Sunday, May 1, 2011

One Fine Day


I have a theory—any phone call before six o’clock AM can’t possibly be good news. I received such a call on the morning of May 1, 2009. On the other end of the line was Chip Lightman, Danny Gans’ good friend and manager of eighteen years.
Chip said, “RG, I have something to tell you and I didn’t want you to see it on the news.”
Immediately several images and thoughts battled for preeminence in my mind, but nothing could have prepared me for what happened next.
“Danny died in his sleep.”
Suddenly the air had been sucked out of the room and I felt as if my body had been transported onto one of those old Tilt-a-Wheel carnival rides. Vertigo kicked in, a total loss of spatial reference.
To be honest with you, I’m not sure what I said next but I remember very clearly what Chip said.
“Danny really cared about you, RG,” a fact of which I was well aware, but it was good to hear it anyway.
We chatted for a few more minutes before he had to end the call, as there were dozens of people to notify about the death and a limited amount of time in which to beat the news reports. After he hung up I must confess that I fell completely apart. Explaining to my worried spouse what had happened came in short bursts, as I was unable to control the emotion longer than a few seconds at a time.
The whole thing was so surreal we had to turn on the news just to see with our own eyes, hear with our own ears that our dear friend had, indeed, passed away.
Gone.
He was gone.
How was that even possible? We had talked the day before about getting together that very afternoon, and now...
It’s funny, isn’t it, how you can wake up thinking that it’s just another day—just another in a long string of fine days only to learn that it is anything but.
The rest of the morning passed in a blur as we tried vainly to make sense of the tragedy. Details were spotty and mainly speculative.
“What now?” my wife asked, her red-rimmed eyes a mirror of my own.
What now, indeed? It was a question certain to be on the lips of family, friends, band members and crew who were suddenly unemployed, business associates. It would be a long, long while before any of us found a suitable answer.
I had the uncommon privilege of being Danny’s friend for a little over twelve years.

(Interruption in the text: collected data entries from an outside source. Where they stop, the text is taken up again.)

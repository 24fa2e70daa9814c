//! Whole-machine assembly: CPU plus bus, construction options and the run
//! loop.

use crate::bus::{Bus, BOOT_ROM_SIZE};
use crate::cartridge::MemoryController;
use crate::cpu::Cpu;
use crate::error::Error;
use crate::DEFAULT_ENTRY_POINT;

/// Construction knobs for [`GameBoy`].
#[derive(Clone, Copy, Debug)]
pub struct EmulatorOptions {
    /// Start with post-boot register state instead of running a boot ROM:
    /// SP at 0xFFFE, interrupts masked, PC at `entry_point`.
    pub skip_bootstrap: bool,
    /// Address execution starts from when the bootstrap is skipped.
    pub entry_point: u16,
}

impl Default for EmulatorOptions {
    fn default() -> Self {
        EmulatorOptions {
            skip_bootstrap: true,
            entry_point: DEFAULT_ENTRY_POINT,
        }
    }
}

/// A CPU wired to a bus, stepped entirely by the host. No wall-clock pacing
/// happens here; the cycle counters on [`Cpu`] are plain bookkeeping.
pub struct GameBoy {
    pub cpu: Cpu,
    pub bus: Bus,
}

impl GameBoy {
    pub fn new(controller: Box<dyn MemoryController>, options: EmulatorOptions) -> Self {
        let mut cpu = Cpu::new();
        let bus = Bus::new(controller);
        if options.skip_bootstrap {
            cpu.sp.set_value(0xFFFE);
            cpu.pc.set_value(options.entry_point);
            cpu.ime = false;
        }
        GameBoy { cpu, bus }
    }

    /// Start from a 256-byte boot ROM overlay instead of the post-boot
    /// state. Execution begins at 0x0000 inside the overlay; the blob is
    /// expected to unmap itself through FF50 when done.
    pub fn with_boot_rom(controller: Box<dyn MemoryController>, blob: [u8; BOOT_ROM_SIZE]) -> Self {
        let mut gb = GameBoy::new(
            controller,
            EmulatorOptions {
                skip_bootstrap: false,
                entry_point: 0,
            },
        );
        gb.bus.load_boot_rom(blob);
        gb
    }

    /// Execute one instruction (or one idle cycle while halted).
    pub fn step(&mut self) -> Result<(), Error> {
        self.cpu.step(&mut self.bus)
    }

    /// Step until the CPU halts. HALT and STOP are the only normal exits;
    /// any error is fatal and has already been logged with a register dump.
    pub fn run(&mut self) -> Result<(), Error> {
        while !self.cpu.halted {
            self.step()?;
        }
        log::debug!(
            "halted at PC=0x{:04X} after {} machine cycles",
            self.cpu.pc.value(),
            self.cpu.cycles.machine
        );
        Ok(())
    }
}

#[cfg(test)]
mod tests {
    use super::*;
    use crate::cartridge::FlatCartridge;

    fn boot_with(entry: &[u8]) -> GameBoy {
        let mut rom = vec![0u8; usize::from(DEFAULT_ENTRY_POINT)];
        rom.extend_from_slice(entry);
        let cart = FlatCartridge::new(rom).unwrap();
        GameBoy::new(Box::new(cart), EmulatorOptions::default())
    }

    #[test]
    fn post_boot_state_skips_bootstrap() {
        let gb = boot_with(&[0x00]);
        assert_eq!(gb.cpu.pc.value(), DEFAULT_ENTRY_POINT);
        assert_eq!(gb.cpu.sp.value(), 0xFFFE);
        assert!(!gb.cpu.ime);
        assert!(!gb.cpu.halted);
    }

    #[test]
    fn run_stops_at_halt() {
        // Three NOPs then HALT.
        let mut gb = boot_with(&[0x00, 0x00, 0x00, 0x76]);
        gb.run().unwrap();
        assert!(gb.cpu.halted);
        assert_eq!(gb.cpu.pc.value(), DEFAULT_ENTRY_POINT + 4);
        assert_eq!(gb.cpu.cycles.machine, 4);
        assert_eq!(gb.cpu.cycles.cpu, 16);
    }

    #[test]
    fn stop_also_ends_the_run() {
        let mut gb = boot_with(&[0x10, 0x00]);
        gb.run().unwrap();
        assert!(gb.cpu.halted);
    }

    #[test]
    fn boot_rom_controls_startup() {
        // Boot blob: LD A,0x5A then unmap itself via FF50. The next fetch
        // lands in cartridge ROM, which halts.
        let mut blob = [0u8; BOOT_ROM_SIZE];
        blob[..4].copy_from_slice(&[0x3E, 0x5A, 0xE0, 0x50]);
        let mut rom = vec![0x00; 0x200];
        rom[4] = 0x76;
        let cart = FlatCartridge::new(rom).unwrap();
        let mut gb = GameBoy::with_boot_rom(Box::new(cart), blob);

        assert_eq!(gb.cpu.pc.value(), 0);
        assert!(gb.bus.boot_rom_active());
        gb.run().unwrap();
        assert!(!gb.bus.boot_rom_active());
        assert_eq!(gb.cpu.a, 0x5A);
    }
}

During that time we had many, many conversations about his life, his career, his faith, his passions, the joys and pain and his singular focus on being the best entertainer the world had ever known.
Mainly, though, it was just two friends talking over a set of bench presses at the gym, an afternoon coffee at Starbucks or lunch at one of his favorite restaurants.
Given his fondness for interjecting one of his patented vocal impressions into our talks, I used to tease him about it feeling like I was having a conversation with, “two hundred people.”
It has been said that we are born at sunrise and we die at sunset, and in between we spend our days and years chasing daylight. Danny Gans pursued and caught the sun, swallowing it whole and turning it outward to an adoring public who basked in its light for a season...a season foreshortened by his untimely death.
I miss you, my brother, my friend.


2 comments:

Sarah said...

This is so sad and well written.

Lorimar2 said...

That was so well done!! What a story. What a life.